Problem description — Report back each line of the records that contains the string "ChannelType".

Extracted records —
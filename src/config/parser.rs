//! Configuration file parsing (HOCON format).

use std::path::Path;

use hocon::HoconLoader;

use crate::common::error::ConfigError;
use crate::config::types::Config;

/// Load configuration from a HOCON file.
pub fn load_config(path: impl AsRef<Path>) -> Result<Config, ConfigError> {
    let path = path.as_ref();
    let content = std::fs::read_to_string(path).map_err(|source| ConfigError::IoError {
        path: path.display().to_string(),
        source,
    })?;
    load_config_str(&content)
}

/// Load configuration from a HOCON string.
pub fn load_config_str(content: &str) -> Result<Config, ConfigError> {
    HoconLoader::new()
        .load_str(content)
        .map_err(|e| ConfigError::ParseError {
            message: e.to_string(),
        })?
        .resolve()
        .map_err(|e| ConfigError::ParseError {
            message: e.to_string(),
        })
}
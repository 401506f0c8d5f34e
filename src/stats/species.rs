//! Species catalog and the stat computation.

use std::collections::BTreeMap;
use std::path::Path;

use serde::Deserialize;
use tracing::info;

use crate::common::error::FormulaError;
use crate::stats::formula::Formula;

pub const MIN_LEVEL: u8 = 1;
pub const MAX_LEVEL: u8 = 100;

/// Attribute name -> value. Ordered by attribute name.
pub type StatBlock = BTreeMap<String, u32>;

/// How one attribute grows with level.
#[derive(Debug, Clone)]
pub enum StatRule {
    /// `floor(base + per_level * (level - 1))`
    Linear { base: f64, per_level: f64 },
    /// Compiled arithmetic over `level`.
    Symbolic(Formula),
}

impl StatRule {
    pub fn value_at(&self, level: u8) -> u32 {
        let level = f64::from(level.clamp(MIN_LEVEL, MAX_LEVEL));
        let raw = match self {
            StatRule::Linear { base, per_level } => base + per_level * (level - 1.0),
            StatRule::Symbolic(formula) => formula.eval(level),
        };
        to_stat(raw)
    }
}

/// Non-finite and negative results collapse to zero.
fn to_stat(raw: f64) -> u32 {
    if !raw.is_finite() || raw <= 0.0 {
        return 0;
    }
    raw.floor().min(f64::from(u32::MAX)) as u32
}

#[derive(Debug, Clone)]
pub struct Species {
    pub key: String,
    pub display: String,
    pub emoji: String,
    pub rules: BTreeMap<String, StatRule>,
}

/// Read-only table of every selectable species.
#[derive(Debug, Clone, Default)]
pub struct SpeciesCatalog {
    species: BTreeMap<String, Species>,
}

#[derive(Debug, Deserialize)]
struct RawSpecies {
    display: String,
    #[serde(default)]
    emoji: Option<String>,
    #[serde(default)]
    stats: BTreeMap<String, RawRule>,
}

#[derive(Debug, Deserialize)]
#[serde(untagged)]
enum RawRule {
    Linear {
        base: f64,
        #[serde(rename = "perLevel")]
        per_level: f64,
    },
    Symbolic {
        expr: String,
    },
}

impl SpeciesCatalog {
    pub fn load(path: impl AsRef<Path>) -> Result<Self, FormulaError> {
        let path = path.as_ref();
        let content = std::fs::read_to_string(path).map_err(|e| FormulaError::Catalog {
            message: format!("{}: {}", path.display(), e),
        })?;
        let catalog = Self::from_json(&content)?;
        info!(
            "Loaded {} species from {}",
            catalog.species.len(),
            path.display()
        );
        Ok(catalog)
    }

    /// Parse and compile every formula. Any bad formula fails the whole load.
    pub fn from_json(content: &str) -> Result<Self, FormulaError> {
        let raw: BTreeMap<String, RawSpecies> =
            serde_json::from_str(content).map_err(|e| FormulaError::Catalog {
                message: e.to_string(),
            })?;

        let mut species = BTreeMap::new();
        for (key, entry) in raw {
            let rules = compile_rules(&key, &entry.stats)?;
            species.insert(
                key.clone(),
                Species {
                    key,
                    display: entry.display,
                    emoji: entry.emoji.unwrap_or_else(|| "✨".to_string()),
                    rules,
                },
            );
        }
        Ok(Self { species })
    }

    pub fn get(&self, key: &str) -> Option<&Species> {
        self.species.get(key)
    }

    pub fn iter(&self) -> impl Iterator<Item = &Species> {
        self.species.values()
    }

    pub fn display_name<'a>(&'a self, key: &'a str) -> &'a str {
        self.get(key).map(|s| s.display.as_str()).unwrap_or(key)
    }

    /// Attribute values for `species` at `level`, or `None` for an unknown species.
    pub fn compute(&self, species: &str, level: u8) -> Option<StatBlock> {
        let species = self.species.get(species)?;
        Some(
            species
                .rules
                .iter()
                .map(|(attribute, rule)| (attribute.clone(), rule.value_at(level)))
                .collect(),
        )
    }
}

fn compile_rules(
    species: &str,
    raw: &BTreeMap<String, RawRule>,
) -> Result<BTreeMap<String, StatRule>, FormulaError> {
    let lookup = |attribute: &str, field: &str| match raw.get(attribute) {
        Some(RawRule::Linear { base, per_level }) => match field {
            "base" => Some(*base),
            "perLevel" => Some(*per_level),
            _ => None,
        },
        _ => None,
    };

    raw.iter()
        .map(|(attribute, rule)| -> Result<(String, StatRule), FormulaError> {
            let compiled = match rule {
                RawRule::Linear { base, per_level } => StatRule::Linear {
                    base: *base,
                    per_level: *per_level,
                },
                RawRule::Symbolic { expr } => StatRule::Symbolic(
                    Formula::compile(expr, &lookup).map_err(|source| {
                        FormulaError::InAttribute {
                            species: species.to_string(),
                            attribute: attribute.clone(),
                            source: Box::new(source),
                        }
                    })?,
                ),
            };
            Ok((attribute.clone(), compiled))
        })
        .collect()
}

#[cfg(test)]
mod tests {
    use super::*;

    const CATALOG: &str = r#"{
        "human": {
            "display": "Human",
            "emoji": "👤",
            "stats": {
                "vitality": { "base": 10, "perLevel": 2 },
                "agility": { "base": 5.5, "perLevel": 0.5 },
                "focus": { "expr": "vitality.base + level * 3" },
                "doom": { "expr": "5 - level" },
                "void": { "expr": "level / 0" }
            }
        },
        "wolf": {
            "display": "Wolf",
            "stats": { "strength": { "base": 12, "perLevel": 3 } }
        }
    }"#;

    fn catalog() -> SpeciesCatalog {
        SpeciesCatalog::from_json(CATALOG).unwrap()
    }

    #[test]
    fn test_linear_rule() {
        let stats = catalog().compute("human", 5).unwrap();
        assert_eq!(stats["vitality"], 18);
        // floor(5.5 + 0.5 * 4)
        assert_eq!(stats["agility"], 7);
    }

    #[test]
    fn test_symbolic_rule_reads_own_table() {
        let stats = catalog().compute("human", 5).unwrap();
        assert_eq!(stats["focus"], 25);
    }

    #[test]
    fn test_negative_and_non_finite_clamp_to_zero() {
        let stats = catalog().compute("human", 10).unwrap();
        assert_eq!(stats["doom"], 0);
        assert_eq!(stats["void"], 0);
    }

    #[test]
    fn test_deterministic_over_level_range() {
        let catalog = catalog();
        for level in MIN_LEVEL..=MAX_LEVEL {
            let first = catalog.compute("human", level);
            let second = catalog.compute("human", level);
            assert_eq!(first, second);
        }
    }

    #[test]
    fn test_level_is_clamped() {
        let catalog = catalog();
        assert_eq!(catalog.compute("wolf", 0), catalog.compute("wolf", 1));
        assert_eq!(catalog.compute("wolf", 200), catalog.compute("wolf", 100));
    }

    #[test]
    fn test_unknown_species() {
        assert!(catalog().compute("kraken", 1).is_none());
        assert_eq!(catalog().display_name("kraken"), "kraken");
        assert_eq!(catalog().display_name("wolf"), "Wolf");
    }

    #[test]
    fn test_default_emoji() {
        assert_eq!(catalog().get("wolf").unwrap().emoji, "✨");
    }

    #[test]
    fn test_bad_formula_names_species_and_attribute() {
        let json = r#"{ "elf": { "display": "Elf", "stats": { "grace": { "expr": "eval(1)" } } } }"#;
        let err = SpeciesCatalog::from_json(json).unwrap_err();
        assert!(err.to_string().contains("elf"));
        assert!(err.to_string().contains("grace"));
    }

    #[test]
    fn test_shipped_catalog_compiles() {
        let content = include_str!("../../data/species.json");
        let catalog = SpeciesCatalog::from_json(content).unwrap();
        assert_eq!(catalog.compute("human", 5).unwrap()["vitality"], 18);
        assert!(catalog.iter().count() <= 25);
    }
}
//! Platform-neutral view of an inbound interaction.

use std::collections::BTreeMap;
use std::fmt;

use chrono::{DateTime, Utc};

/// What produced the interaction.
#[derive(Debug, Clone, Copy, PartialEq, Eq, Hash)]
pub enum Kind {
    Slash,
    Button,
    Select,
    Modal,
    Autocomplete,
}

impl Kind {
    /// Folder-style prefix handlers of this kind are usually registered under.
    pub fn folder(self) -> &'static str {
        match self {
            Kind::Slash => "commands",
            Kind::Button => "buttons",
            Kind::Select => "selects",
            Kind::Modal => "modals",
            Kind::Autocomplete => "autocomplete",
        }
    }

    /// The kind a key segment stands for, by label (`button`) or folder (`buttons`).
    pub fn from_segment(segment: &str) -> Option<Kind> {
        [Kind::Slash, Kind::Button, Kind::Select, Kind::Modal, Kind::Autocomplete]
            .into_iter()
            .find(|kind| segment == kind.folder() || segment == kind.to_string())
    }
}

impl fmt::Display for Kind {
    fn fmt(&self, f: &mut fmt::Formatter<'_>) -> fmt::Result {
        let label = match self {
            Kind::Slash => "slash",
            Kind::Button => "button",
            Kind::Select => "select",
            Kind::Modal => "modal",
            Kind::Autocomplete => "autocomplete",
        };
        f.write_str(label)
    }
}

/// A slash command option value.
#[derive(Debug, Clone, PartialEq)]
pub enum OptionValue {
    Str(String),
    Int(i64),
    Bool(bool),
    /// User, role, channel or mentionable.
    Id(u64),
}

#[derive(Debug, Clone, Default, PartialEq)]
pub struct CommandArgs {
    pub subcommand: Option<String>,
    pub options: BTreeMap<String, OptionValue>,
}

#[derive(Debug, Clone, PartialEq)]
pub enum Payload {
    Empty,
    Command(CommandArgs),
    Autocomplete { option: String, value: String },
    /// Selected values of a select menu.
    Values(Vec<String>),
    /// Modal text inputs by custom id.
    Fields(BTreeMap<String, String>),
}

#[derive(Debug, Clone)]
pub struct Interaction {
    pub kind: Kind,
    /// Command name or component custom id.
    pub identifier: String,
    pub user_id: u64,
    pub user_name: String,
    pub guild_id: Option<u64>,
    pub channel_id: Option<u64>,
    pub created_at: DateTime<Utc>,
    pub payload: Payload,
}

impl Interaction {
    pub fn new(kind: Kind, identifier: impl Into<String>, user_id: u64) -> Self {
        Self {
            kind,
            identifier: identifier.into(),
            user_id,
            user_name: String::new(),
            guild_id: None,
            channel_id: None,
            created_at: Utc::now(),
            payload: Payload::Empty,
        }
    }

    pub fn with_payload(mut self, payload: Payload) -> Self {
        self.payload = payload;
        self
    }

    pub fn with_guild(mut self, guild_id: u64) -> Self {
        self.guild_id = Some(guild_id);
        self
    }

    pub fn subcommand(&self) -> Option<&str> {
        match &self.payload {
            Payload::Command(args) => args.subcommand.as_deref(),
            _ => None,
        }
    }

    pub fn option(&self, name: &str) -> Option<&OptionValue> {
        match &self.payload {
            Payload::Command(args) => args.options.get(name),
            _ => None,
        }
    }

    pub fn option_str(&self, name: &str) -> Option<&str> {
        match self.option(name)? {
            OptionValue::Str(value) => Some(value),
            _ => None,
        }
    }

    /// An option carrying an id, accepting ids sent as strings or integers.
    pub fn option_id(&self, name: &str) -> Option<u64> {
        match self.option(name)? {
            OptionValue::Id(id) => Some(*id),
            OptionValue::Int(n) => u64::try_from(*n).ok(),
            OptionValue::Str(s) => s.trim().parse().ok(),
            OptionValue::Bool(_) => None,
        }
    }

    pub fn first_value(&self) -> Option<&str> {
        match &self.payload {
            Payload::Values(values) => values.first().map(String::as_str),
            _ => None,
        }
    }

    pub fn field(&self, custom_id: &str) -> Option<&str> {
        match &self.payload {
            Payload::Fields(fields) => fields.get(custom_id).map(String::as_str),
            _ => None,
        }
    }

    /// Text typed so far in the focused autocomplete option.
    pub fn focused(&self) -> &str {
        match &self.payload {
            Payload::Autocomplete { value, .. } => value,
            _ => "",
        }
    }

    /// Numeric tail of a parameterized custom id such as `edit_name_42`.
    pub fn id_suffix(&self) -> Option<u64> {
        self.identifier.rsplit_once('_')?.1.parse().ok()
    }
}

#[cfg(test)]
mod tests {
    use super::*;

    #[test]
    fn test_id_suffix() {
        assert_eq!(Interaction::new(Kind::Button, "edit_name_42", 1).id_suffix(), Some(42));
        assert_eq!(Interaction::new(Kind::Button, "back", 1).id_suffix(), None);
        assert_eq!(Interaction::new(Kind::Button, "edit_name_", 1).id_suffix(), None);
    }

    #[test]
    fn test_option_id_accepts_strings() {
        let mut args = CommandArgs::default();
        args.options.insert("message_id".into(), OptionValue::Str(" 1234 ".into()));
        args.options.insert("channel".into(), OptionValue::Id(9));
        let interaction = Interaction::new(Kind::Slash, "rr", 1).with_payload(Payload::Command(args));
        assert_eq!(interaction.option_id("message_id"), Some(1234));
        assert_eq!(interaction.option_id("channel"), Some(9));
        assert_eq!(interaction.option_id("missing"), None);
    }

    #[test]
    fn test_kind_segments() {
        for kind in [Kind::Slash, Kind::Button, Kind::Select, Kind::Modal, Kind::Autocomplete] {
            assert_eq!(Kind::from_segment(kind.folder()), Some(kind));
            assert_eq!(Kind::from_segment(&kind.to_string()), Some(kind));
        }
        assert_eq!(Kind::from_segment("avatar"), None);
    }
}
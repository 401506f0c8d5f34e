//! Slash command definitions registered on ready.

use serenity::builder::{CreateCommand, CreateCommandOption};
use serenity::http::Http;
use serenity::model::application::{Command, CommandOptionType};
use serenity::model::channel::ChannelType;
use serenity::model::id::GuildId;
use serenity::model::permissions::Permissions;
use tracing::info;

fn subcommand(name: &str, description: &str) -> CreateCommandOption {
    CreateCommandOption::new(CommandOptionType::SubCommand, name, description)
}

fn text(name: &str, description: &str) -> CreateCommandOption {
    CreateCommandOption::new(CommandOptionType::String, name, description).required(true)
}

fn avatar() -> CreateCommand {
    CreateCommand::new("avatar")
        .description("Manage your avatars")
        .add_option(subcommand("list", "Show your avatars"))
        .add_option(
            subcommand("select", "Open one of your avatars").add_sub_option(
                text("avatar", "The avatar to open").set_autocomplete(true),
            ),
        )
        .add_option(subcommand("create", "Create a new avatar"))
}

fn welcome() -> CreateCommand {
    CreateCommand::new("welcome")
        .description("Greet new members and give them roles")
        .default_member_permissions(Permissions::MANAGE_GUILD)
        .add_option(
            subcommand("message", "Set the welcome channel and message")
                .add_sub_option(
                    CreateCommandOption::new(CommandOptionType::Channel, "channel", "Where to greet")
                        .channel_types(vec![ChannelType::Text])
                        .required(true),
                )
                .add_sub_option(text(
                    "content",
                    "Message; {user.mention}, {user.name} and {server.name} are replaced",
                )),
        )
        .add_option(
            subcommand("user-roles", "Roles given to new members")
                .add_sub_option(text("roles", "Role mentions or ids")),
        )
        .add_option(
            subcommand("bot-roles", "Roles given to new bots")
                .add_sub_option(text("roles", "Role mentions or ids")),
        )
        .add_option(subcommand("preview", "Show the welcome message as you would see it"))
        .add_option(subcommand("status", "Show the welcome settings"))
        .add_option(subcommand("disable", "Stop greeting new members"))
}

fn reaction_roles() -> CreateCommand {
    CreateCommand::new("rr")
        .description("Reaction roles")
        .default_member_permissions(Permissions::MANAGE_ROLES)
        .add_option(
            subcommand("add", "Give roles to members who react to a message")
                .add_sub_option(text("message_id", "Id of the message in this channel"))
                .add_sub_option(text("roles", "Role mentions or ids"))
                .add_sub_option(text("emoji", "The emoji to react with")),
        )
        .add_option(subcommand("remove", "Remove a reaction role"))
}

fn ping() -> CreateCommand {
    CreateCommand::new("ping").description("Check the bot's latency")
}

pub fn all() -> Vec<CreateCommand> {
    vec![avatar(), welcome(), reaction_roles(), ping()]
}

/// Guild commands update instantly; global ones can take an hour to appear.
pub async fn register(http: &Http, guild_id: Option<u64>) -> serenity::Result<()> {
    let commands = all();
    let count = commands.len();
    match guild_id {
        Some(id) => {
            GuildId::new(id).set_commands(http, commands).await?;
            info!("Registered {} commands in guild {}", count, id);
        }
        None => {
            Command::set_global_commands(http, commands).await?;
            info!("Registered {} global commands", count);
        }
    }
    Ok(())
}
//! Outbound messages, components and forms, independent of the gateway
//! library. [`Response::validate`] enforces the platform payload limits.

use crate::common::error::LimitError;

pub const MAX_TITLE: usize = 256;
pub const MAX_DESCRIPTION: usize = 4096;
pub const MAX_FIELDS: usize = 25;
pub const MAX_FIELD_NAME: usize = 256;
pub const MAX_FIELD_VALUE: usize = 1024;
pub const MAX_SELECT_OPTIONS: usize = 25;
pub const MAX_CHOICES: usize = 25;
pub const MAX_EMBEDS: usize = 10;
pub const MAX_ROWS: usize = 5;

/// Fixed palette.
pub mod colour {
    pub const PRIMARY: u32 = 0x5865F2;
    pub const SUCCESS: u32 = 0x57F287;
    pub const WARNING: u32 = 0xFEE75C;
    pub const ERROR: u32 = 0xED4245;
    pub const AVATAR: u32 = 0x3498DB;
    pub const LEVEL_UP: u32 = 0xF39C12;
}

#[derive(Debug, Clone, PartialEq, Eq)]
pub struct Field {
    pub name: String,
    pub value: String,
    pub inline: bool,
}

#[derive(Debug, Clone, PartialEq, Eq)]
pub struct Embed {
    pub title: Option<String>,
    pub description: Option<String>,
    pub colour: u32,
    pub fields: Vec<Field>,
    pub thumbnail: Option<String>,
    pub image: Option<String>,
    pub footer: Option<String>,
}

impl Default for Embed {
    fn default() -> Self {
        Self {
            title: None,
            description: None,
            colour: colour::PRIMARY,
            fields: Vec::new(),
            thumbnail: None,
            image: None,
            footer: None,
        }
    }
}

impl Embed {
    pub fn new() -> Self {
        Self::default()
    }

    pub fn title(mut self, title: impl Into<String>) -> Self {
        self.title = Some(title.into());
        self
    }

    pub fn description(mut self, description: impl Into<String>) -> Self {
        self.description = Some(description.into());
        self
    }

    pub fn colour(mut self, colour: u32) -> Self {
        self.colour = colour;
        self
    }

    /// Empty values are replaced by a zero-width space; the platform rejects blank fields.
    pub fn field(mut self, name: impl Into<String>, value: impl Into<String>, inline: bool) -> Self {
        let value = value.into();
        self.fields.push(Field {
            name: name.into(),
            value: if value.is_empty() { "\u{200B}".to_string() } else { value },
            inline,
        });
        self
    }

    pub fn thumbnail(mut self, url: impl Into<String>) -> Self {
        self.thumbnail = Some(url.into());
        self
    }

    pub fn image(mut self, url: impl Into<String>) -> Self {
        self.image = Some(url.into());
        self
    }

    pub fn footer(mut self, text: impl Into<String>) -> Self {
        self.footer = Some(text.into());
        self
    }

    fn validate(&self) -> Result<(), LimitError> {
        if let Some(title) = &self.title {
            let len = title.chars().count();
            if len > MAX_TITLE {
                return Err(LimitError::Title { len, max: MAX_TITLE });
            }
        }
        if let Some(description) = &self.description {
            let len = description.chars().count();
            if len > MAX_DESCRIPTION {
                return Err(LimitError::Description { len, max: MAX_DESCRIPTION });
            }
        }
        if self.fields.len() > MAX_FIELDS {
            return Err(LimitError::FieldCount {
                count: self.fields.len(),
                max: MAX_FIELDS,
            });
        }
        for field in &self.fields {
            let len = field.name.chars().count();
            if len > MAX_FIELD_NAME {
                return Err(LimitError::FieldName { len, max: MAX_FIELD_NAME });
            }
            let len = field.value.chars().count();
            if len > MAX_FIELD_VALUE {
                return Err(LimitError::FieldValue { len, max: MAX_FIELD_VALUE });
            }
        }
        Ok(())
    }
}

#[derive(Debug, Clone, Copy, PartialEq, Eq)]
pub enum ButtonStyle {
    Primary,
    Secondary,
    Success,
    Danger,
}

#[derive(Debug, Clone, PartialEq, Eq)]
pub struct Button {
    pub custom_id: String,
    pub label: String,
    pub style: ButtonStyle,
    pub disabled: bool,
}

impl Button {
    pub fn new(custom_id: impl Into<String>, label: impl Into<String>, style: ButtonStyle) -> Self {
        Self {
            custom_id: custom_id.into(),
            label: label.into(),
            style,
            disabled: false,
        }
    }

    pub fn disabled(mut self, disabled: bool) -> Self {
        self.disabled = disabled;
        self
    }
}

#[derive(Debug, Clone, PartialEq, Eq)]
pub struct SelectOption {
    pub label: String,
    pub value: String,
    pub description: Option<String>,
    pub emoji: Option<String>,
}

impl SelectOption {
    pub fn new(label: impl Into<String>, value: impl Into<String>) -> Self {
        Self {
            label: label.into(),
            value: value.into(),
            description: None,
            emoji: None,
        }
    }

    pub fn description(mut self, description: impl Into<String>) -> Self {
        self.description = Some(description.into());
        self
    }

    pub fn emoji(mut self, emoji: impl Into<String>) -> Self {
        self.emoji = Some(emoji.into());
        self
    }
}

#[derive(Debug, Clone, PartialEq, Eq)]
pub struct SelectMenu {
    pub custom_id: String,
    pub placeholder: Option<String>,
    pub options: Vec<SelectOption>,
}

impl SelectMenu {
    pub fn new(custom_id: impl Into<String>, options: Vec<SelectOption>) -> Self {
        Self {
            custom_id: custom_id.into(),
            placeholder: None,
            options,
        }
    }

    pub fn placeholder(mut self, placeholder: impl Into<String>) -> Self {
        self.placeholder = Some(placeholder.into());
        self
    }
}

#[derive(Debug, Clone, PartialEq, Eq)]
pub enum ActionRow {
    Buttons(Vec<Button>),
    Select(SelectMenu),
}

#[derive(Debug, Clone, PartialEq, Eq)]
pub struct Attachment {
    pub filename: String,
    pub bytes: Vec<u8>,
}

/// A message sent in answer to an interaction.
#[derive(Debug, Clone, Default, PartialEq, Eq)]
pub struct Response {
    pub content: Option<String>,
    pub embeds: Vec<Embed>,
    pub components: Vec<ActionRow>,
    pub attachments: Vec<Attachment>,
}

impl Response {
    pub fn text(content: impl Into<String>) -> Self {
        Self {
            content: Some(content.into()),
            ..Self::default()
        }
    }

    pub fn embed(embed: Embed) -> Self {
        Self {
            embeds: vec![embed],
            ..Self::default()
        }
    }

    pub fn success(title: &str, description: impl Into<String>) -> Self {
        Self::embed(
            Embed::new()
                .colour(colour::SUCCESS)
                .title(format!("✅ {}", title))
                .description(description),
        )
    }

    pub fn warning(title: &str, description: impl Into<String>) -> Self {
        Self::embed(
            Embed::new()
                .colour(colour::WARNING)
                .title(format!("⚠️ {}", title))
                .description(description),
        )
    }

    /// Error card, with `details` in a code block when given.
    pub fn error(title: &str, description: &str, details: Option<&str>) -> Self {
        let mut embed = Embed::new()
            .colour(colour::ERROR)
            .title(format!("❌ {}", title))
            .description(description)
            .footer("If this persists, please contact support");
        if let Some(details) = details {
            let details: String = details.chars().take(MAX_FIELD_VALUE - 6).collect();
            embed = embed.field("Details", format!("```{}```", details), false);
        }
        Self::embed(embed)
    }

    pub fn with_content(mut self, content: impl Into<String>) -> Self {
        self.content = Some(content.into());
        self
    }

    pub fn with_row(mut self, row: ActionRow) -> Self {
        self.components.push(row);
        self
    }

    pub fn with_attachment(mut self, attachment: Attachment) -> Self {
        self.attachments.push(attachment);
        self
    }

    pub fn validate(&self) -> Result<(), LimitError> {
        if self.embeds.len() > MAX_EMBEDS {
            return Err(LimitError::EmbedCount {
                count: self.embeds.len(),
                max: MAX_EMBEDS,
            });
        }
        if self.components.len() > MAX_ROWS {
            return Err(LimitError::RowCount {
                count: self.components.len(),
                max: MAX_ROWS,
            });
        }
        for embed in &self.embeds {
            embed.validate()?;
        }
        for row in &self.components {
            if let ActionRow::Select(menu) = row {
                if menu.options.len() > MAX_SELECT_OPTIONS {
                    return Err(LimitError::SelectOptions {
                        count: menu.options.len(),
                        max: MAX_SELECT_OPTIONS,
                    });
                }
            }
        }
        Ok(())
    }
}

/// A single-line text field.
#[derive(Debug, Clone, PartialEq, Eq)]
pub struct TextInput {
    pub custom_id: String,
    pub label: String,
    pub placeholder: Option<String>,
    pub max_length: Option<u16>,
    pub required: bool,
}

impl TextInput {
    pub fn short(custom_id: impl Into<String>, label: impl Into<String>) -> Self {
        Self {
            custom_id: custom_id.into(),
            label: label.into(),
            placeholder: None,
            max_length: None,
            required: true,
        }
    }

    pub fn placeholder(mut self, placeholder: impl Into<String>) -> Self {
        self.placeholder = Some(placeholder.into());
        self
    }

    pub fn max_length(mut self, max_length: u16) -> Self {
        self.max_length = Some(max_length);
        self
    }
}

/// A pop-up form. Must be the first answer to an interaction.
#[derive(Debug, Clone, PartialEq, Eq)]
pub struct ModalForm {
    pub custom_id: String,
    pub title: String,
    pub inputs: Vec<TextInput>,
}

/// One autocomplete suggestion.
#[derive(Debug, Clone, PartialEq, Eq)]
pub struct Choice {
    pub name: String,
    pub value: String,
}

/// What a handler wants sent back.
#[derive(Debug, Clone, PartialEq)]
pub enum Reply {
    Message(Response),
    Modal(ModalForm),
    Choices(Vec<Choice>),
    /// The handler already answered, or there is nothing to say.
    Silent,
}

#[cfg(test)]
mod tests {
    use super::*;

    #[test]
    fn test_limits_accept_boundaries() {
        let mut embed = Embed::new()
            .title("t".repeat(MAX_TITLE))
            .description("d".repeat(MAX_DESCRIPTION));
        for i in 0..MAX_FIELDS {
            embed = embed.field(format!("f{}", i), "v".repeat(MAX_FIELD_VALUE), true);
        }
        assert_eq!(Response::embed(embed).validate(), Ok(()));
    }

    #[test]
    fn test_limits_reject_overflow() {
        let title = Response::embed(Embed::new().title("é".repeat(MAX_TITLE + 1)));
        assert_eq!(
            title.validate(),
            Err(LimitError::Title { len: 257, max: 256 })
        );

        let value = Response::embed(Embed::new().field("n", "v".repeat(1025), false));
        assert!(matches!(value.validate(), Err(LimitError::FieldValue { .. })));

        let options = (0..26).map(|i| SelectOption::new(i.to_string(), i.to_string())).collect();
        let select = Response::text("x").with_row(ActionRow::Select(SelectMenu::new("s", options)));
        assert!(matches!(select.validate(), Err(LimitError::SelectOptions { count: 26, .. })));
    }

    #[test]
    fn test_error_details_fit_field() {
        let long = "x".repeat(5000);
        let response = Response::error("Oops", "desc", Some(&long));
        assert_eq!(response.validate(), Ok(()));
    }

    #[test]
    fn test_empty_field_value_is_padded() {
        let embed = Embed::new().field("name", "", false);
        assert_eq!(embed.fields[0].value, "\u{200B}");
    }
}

Answer space —
use serenity::model::channel::ChannelType;
                        .channel_types(vec![ChannelType::Text])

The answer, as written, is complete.